Contact: Sammy McDavid

Operatic star Simon Estes
Operatic star Simon Estes

STARKVILLE, Miss.--International opera star Simon Estes will be featured Feb. 8 at Mississippi State.

To begin at 7 p.m. in Lee Hall auditorium, the free program is organized by the Richard Holmes Cultural Diversity Center as part of the university's annual Black History Month observance.

Since being named a prize winner at the 1966 Tchaikovsky competition in Moscow, Estes has performed with all major international opera companies. Of more than 100 bass-baritone roles, he is most often associated, among others, with King Phillip in "Don Carlos," Wotan in Wagner's "Rings" cycle and Amfortas in "Parsifal."

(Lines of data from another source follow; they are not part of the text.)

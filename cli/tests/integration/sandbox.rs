//! Temporary home directory plus a preconfigured command builder.

#![allow(clippy::expect_used, dead_code)]

use std::path::PathBuf;

use assert_cmd::Command;
use tempfile::TempDir;

pub struct Sandbox {
    home: TempDir,
}

impl Sandbox {
    pub fn new() -> Self {
        Self {
            home: TempDir::new().expect("temp home"),
        }
    }

    /// The binary with `$HOME`, the settings file and the environment pinned
    /// to this sandbox.
    pub fn cmd(&self) -> Command {
        let mut cmd = Command::new(assert_cmd::cargo::cargo_bin!("git-account-manager"));
        cmd.env("HOME", self.home.path())
            .env("GIT_ACCOUNT_MANAGER_CONFIG", self.settings_path())
            .env("NO_COLOR", "1")
            .env_remove("CI")
            .env_remove("GIT_ACCOUNT_MANAGER_YES")
            .env_remove("GIT_ACCOUNT_MANAGER_LOG");
        cmd
    }

    pub fn home(&self) -> PathBuf {
        self.home.path().to_path_buf()
    }

    pub fn ssh_dir(&self) -> PathBuf {
        self.home.path().join(".ssh")
    }

    pub fn ssh_config_path(&self) -> PathBuf {
        self.ssh_dir().join("config")
    }

    pub fn settings_path(&self) -> PathBuf {
        self.home.path().join("settings").join("config.yaml")
    }

    pub fn backup_dir(&self) -> PathBuf {
        self.ssh_dir().join("backup_git_accounts")
    }

    pub fn read_ssh_config(&self) -> String {
        std::fs::read_to_string(self.ssh_config_path()).expect("read ssh config")
    }

    pub fn write_ssh_config(&self, content: &str) {
        std::fs::create_dir_all(self.ssh_dir()).expect("create .ssh");
        std::fs::write(self.ssh_config_path(), content).expect("write ssh config");
    }

    pub fn backup_names(&self) -> Vec<String> {
        let Ok(entries) = std::fs::read_dir(self.backup_dir()) else {
            return Vec::new();
        };
        let mut names: Vec<String> = entries
            .flatten()
            .filter_map(|e| e.file_name().to_str().map(str::to_owned))
            .collect();
        names.sort();
        names
    }

    /// Register `alias` without generating a key.
    pub fn add_account(&self, alias: &str, email: &str) {
        self.cmd()
            .args(["add", alias, "--name", "Jane Doe", "--email", email])
            .args(["--no-keygen", "--yes"])
            .assert()
            .success();
    }
}

pub fn json(stdout: &[u8]) -> serde_json::Value {
    serde_json::from_slice(stdout).expect("stdout is JSON")
}
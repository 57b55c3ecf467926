//! Git remote URL parsing and rewriting onto account host aliases.
//!
//! Pure functions only — no I/O, no async, no filesystem access.

use crate::domain::account::Account;
use crate::domain::error::RemoteUrlError;

/// Host and repository path extracted from a remote URL.
#[derive(Debug, Clone, PartialEq, Eq)]
pub struct RemoteUrl {
    pub host: String,
    /// Repository path without a leading slash, e.g. `owner/repo.git`.
    pub path: String,
    /// Explicit SSH port from an `ssh://` URL.
    pub ssh_port: Option<u16>,
}

/// Port OpenSSH uses when a host alias carries no `Port` line.
pub const DEFAULT_SSH_PORT: u16 = 22;

/// Parses `git@host:path`, `ssh://[user@]host[:port]/path` and
/// `http(s)://[user@]host[:port]/path`.
#[must_use]
pub fn parse_remote_url(url: &str) -> Option<RemoteUrl> {
    let url = url.trim();
    if let Some((scheme, rest)) = url.split_once("://") {
        if !matches!(scheme, "ssh" | "https" | "http" | "git+ssh") {
            return None;
        }
        let (authority, path) = rest.split_once('/')?;
        let host_port = authority.rsplit_once('@').map_or(authority, |(_, h)| h);
        let (host, port) = match host_port.split_once(':') {
            Some((h, p)) => (h, Some(p.parse::<u16>().ok()?)),
            None => (host_port, None),
        };
        let mut parsed = remote(host, path)?;
        // An http(s) port says nothing about the SSH endpoint.
        if matches!(scheme, "ssh" | "git+ssh") {
            parsed.ssh_port = port;
        }
        return Some(parsed);
    }

    // scp-like syntax: the colon must come before any slash.
    let (authority, path) = url.split_once(':')?;
    if authority.contains('/') {
        return None;
    }
    let host = authority.rsplit_once('@').map_or(authority, |(_, h)| h);
    remote(host, path)
}

fn remote(host: &str, path: &str) -> Option<RemoteUrl> {
    let path = path.trim_start_matches('/');
    if host.is_empty() || path.is_empty() {
        return None;
    }
    Some(RemoteUrl {
        host: host.to_string(),
        path: path.to_string(),
        ssh_port: None,
    })
}

/// Rewrites `url` so it connects through `account`'s SSH host alias.
///
/// The URL host must be the provider's canonical host or another host alias
/// of the same provider (switching a repo between accounts), compared without
/// case. Managed host aliases have no `Port` line, so an `ssh://` URL on a
/// port other than 22 is refused.
///
/// # Errors
///
/// Returns an error if the URL cannot be parsed, points at another provider
/// or needs a non-standard SSH port.
pub fn rewrite_remote_url(url: &str, account: &Account) -> Result<String, RemoteUrlError> {
    let parsed =
        parse_remote_url(url).ok_or_else(|| RemoteUrlError::Unrecognised(url.to_string()))?;
    let provider_host = account.provider.host();
    if !belongs_to_host(&parsed.host, provider_host) {
        return Err(RemoteUrlError::ProviderMismatch {
            host: parsed.host,
            provider: account.provider.to_string(),
        });
    }
    if let Some(port) = parsed.ssh_port
        && port != DEFAULT_SSH_PORT
    {
        return Err(RemoteUrlError::UnsupportedPort {
            url: url.to_string(),
            port,
        });
    }
    Ok(format!("git@{}:{}", account.host_alias(), parsed.path))
}

/// `host` is `provider_host` itself or `<provider_host>-<alias>`, ignoring case.
fn belongs_to_host(host: &str, provider_host: &str) -> bool {
    if host.eq_ignore_ascii_case(provider_host) {
        return true;
    }
    let (Some(head), Some(rest)) = (
        host.get(..provider_host.len()),
        host.get(provider_host.len()..),
    ) else {
        return false;
    };
    head.eq_ignore_ascii_case(provider_host) && rest.len() > 1 && rest.starts_with('-')
}

// ── Unit tests ───────────────────────────────────────────────────────────────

Estes is a Centerville, Iowa, native who first sang at age 8 in his home church. While working his way through the University of Iowa as a pre-medicine and psychology major, he became the first black member of the school's Old Gold Singers.

After entering New York's Juilliard School of Music, he traveled to Europe with the support of the Martha Baird Rockefeller Foundation, New York Community Trust and NAACP. His operatic debut with the Deutche Oper in Berlin came as Ramfis in "Aida."

When he is not performing, Estes teaches at Iowa State University and Wartburg College, another Hawkeye State institution, as well as at Boston University. He also regularly leads master classes around the country.

In 1993, he established the Simon Estes International Foundation for Children to assist underprivileged and needy children. Four United States scholarships and one South African music high school are named in his honor.

"Simon Estes in His Own Voice," his autobiography, was published in 1999.